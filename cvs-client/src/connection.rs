//! Transport plumbing shared by the pserver and ssh/fake schemes.
//!
//! The protocol is newline-delimited except while a declared byte count is
//! being consumed, so the reader buffers incoming bytes and hands out either
//! whole lines or raw chunks. A line that grows past the protocol buffer size
//! without a newline is an error.

use std::{process::Stdio, time::Duration};

use tokio::{
    io::{AsyncRead, AsyncReadExt, AsyncWrite, AsyncWriteExt, BufReader},
    net::TcpStream,
    process::{Child, Command},
    time::timeout,
};

use crate::Error;

pub(crate) const PROTOCOL_BUFFER_SIZE: usize = 8192;

const SHUTDOWN_TIMEOUT_SECS: u64 = 10;

pub(crate) struct Connection {
    reader: Box<dyn AsyncRead + Send + Unpin>,
    writer: Box<dyn AsyncWrite + Send + Unpin>,
    child: Option<Child>,
    buf: Vec<u8>,
}

impl Connection {
    pub(crate) async fn tcp(host: &str, port: u16) -> Result<Self, Error> {
        let stream = TcpStream::connect((host, port))
            .await
            .map_err(|source| Error::Connect {
                host: host.to_string(),
                port,
                source,
            })?;
        let (reader, writer) = stream.into_split();

        Ok(Self::from_parts(reader, writer, None))
    }

    /// Spawns a server subprocess and talks the protocol over its stdio.
    /// Stderr is drained into the log so a wedged server stays diagnosable.
    pub(crate) fn spawn(mut command: Command, display: &str) -> Result<Self, Error> {
        let mut child = command
            .stdin(Stdio::piped())
            .stdout(Stdio::piped())
            .stderr(Stdio::piped())
            .kill_on_drop(true)
            .spawn()
            .map_err(|source| Error::Spawn {
                command: display.to_string(),
                source,
            })?;

        let stdin = child.stdin.take().expect("stdin was requested as a pipe");
        let stdout = child.stdout.take().expect("stdout was requested as a pipe");
        let stderr = child.stderr.take().expect("stderr was requested as a pipe");
        tokio::spawn(log_stderr(stderr));

        Ok(Self::from_parts(stdout, stdin, Some(child)))
    }

    pub(crate) fn from_parts<R, W>(reader: R, writer: W, child: Option<Child>) -> Self
    where
        R: AsyncRead + Send + Unpin + 'static,
        W: AsyncWrite + Send + Unpin + 'static,
    {
        Self {
            reader: Box::new(reader),
            writer: Box::new(writer),
            child,
            buf: Vec::new(),
        }
    }

    pub(crate) async fn write_all(&mut self, data: &[u8]) -> Result<(), Error> {
        self.writer.write_all(data).await?;
        self.writer.flush().await?;
        Ok(())
    }

    /// Reads one newline-terminated line, including the newline. `None` means
    /// a clean EOF between lines.
    pub(crate) async fn read_line(&mut self) -> Result<Option<Vec<u8>>, Error> {
        loop {
            if let Some(idx) = self.buf.iter().position(|&c| c == b'\n') {
                let rest = self.buf.split_off(idx + 1);
                let line = std::mem::replace(&mut self.buf, rest);
                return Ok(Some(line));
            }

            if self.buf.len() >= PROTOCOL_BUFFER_SIZE {
                return Err(Error::protocol("overlong response from CVS server", &self.buf));
            }

            if self.fill().await? == 0 {
                if self.buf.is_empty() {
                    return Ok(None);
                }
                return Err(Error::protocol(
                    "connection closed mid-line",
                    &self.buf,
                ));
            }
        }
    }

    /// Reads up to `max` raw bytes; used while consuming a declared byte
    /// count. An empty return means EOF.
    pub(crate) async fn read_raw(&mut self, max: usize) -> Result<Vec<u8>, Error> {
        if self.buf.is_empty() && self.fill().await? == 0 {
            return Ok(Vec::new());
        }

        let take = max.min(self.buf.len());
        let rest = self.buf.split_off(take);
        Ok(std::mem::replace(&mut self.buf, rest))
    }

    async fn fill(&mut self) -> Result<usize, Error> {
        let mut chunk = [0u8; PROTOCOL_BUFFER_SIZE];
        let n = self.reader.read(&mut chunk).await?;
        self.buf.extend_from_slice(&chunk[..n]);
        Ok(n)
    }

    /// Tears the connection down. A subprocess transport gets killed and then
    /// waited on with a bounded timeout so a stuck `ssh` cannot hang the
    /// visit.
    pub(crate) async fn shutdown(mut self) -> Result<(), Error> {
        let _ = self.writer.shutdown().await;

        if let Some(mut child) = self.child.take() {
            let _ = child.start_kill();
            timeout(Duration::from_secs(SHUTDOWN_TIMEOUT_SECS), child.wait())
                .await
                .map_err(|_| Error::ShutdownTimeout(SHUTDOWN_TIMEOUT_SECS))??;
        }

        Ok(())
    }
}

async fn log_stderr<R: AsyncRead + Unpin>(stderr: R) {
    use tokio::io::AsyncBufReadExt;

    let mut lines = BufReader::new(stderr).split(b'\n');
    while let Ok(Some(line)) = lines.next_segment().await {
        log::debug!("cvs server stderr: {}", String::from_utf8_lossy(&line));
    }
}
//! RCS ed-script parsing and application.
//!
//! A delta text holds a script of `a LINE COUNT` and `d LINE COUNT` commands.
//! Line numbers are 1-based and refer to the buffer as it stood when the
//! script started, so application walks the source once with a copy-through
//! cursor rather than editing in place.

use nom::{
    branch::alt,
    bytes::complete::tag,
    character::complete::digit1,
    combinator::{map, map_res},
    sequence::tuple,
    Finish, IResult,
};

use crate::Error;

#[derive(Debug, Clone, PartialEq, Eq)]
pub enum Command {
    Add {
        position: usize,
        lines: Vec<Vec<u8>>,
    },
    Delete {
        position: usize,
        count: usize,
    },
}

/// Parses a full ed script into its command list.
pub fn parse_script(script: &[u8]) -> Result<Vec<Command>, Error> {
    let mut commands = Vec::new();
    let mut rest = script;
    let mut line = 1;

    while !rest.is_empty() {
        let (raw, remainder) = split_line(rest);
        rest = remainder;

        let (trailing, (kind, position, count)) = Finish::finish(command_line(strip_eol(raw)))
            .map_err(|_| Error::EditCommand { line })?;
        if !trailing.is_empty() {
            return Err(Error::EditCommand { line });
        }
        line += 1;

        match kind {
            b'a' => {
                let mut lines = Vec::with_capacity(count);
                for _ in 0..count {
                    if rest.is_empty() {
                        return Err(Error::EditPayload {
                            have: lines.len(),
                            want: count,
                        });
                    }
                    let (payload, remainder) = split_line(rest);
                    rest = remainder;
                    line += 1;
                    lines.push(payload.to_vec());
                }
                commands.push(Command::Add { position, lines });
            }
            _ => commands.push(Command::Delete { position, count }),
        }
    }

    Ok(commands)
}

/// Splits off one line, keeping its trailing newline with the line. The last
/// line of a script may have no newline at all.
fn split_line(input: &[u8]) -> (&[u8], &[u8]) {
    match input.iter().position(|&c| c == b'\n') {
        Some(idx) => input.split_at(idx + 1),
        None => (input, &input[input.len()..]),
    }
}

fn strip_eol(line: &[u8]) -> &[u8] {
    line.strip_suffix(b"\n").unwrap_or(line)
}

fn command_line(input: &[u8]) -> IResult<&[u8], (u8, usize, usize)> {
    map(
        tuple((
            alt((tag(b"a"), tag(b"d"))),
            digit1_usize,
            tag(b" "),
            digit1_usize,
        )),
        |(kind, position, _, count): (&[u8], usize, &[u8], usize)| (kind[0], position, count),
    )(input)
}

fn digit1_usize(input: &[u8]) -> IResult<&[u8], usize> {
    map_res(digit1, |digits: &[u8]| {
        // digit1 guarantees ASCII digits; overflow still fails the parse.
        std::str::from_utf8(digits)
            .map_err(|_| ())
            .and_then(|digits| digits.parse().map_err(|_| ()))
    })(input)
}

/// A revision's contents as a list of lines.
///
/// Every line keeps its own trailing `\n`; the final line may lack one, and
/// that distinction survives reconstruction byte for byte.
#[derive(Debug, Clone, Default)]
pub struct LineBuffer {
    lines: Vec<Vec<u8>>,
}

impl LineBuffer {
    pub fn new(bytes: &[u8]) -> Self {
        Self {
            lines: bytes
                .split_inclusive(|&c| c == b'\n')
                .map(Vec::from)
                .collect(),
        }
    }

    pub fn line_count(&self) -> usize {
        self.lines.len()
    }

    /// Applies an ed script to the buffer.
    ///
    /// Commands arrive in ascending line order, as RCS emits them; a command
    /// that reaches behind the cursor or past the end of the source is an
    /// error rather than a panic.
    pub fn apply(&mut self, commands: &[Command]) -> Result<(), Error> {
        let src = std::mem::take(&mut self.lines);
        let total = src.len();
        let mut it = src.into_iter();
        let mut out: Vec<Vec<u8>> = Vec::with_capacity(total);
        let mut consumed = 0usize;

        for command in commands {
            match command {
                Command::Delete { position, count } => {
                    if *position < 1 || position - 1 < consumed || position - 1 + count > total {
                        return Err(Error::EditOutOfRange {
                            command: format!("d{} {}", position, count),
                            lines: total,
                        });
                    }
                    out.extend(it.by_ref().take(position - 1 - consumed));
                    for _ in 0..*count {
                        it.next();
                    }
                    consumed = position - 1 + count;
                }
                Command::Add { position, lines } => {
                    if *position < consumed || *position > total {
                        return Err(Error::EditOutOfRange {
                            command: format!("a{} {}", position, lines.len()),
                            lines: total,
                        });
                    }
                    out.extend(it.by_ref().take(position - consumed));
                    consumed = *position;
                    out.extend(lines.iter().cloned());
                }
            }
        }

        out.extend(it);
        self.lines = out;

        Ok(())
    }

    pub fn as_bytes(&self) -> Vec<u8> {
        self.lines.concat()
    }

    pub fn into_bytes(self) -> Vec<u8> {
        self.lines.concat()
    }
}

#[cfg(test)]
mod tests {
    use super::*;

    #[test]
    fn test_parse() {
        let commands = parse_script(b"d2 1\na2 1\ntwo\na4 1\nfive\n").unwrap();
        assert_eq!(
            commands,
            vec![
                Command::Delete {
                    position: 2,
                    count: 1
                },
                Command::Add {
                    position: 2,
                    lines: vec![b"two\n".to_vec()]
                },
                Command::Add {
                    position: 4,
                    lines: vec![b"five\n".to_vec()]
                },
            ]
        );

        assert!(parse_script(b"").unwrap().is_empty());
    }

    #[test]
    fn test_parse_errors() {
        assert!(matches!(
            parse_script(b"c1 2\n"),
            Err(Error::EditCommand { line: 1 })
        ));
        assert!(matches!(
            parse_script(b"a1 3\nonly one\n"),
            Err(Error::EditPayload { have: 1, want: 3 })
        ));
    }

    #[test]
    fn test_apply() {
        let mut buf = LineBuffer::new(b"one\ntwo changed\nthree\nfour\n");
        buf.apply(&parse_script(b"d2 1\na2 1\ntwo\na4 1\nfive\n").unwrap())
            .unwrap();
        assert_eq!(buf.as_bytes(), b"one\ntwo\nthree\nfour\nfive\n");
    }

    #[test]
    fn test_apply_insert_at_top() {
        let mut buf = LineBuffer::new(b"b\n");
        buf.apply(&parse_script(b"a0 1\na\n").unwrap()).unwrap();
        assert_eq!(buf.as_bytes(), b"a\nb\n");
    }

    #[test]
    fn test_apply_out_of_range() {
        let mut buf = LineBuffer::new(b"one\n");
        assert!(matches!(
            buf.apply(&parse_script(b"d2 3\n").unwrap()),
            Err(Error::EditOutOfRange { .. })
        ));
    }

    #[test]
    fn test_missing_trailing_newline() {
        let buf = LineBuffer::new(b"one\ntwo");
        assert_eq!(buf.line_count(), 2);
        assert_eq!(buf.into_bytes(), b"one\ntwo");

        let mut buf = LineBuffer::new(b"one\ntwo");
        buf.apply(&parse_script(b"d2 1\n").unwrap()).unwrap();
        assert_eq!(buf.into_bytes(), b"one\n");
    }
}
┄┄┄┄┄┄
Task to complete
From the entries above, give again exactly the lines running from the line with "let take = max.min(self.buf.len());" to the line with "let mut chunk"; include both of those lines.

Expected answer
        let take = max.min(self.buf.len());
        let rest = self.buf.split_off(take);
        Ok(std::mem::replace(&mut self.buf, rest))
    }

    async fn fill(&mut self) -> Result<usize, Error> {
        let mut chunk = [0u8; PROTOCOL_BUFFER_SIZE];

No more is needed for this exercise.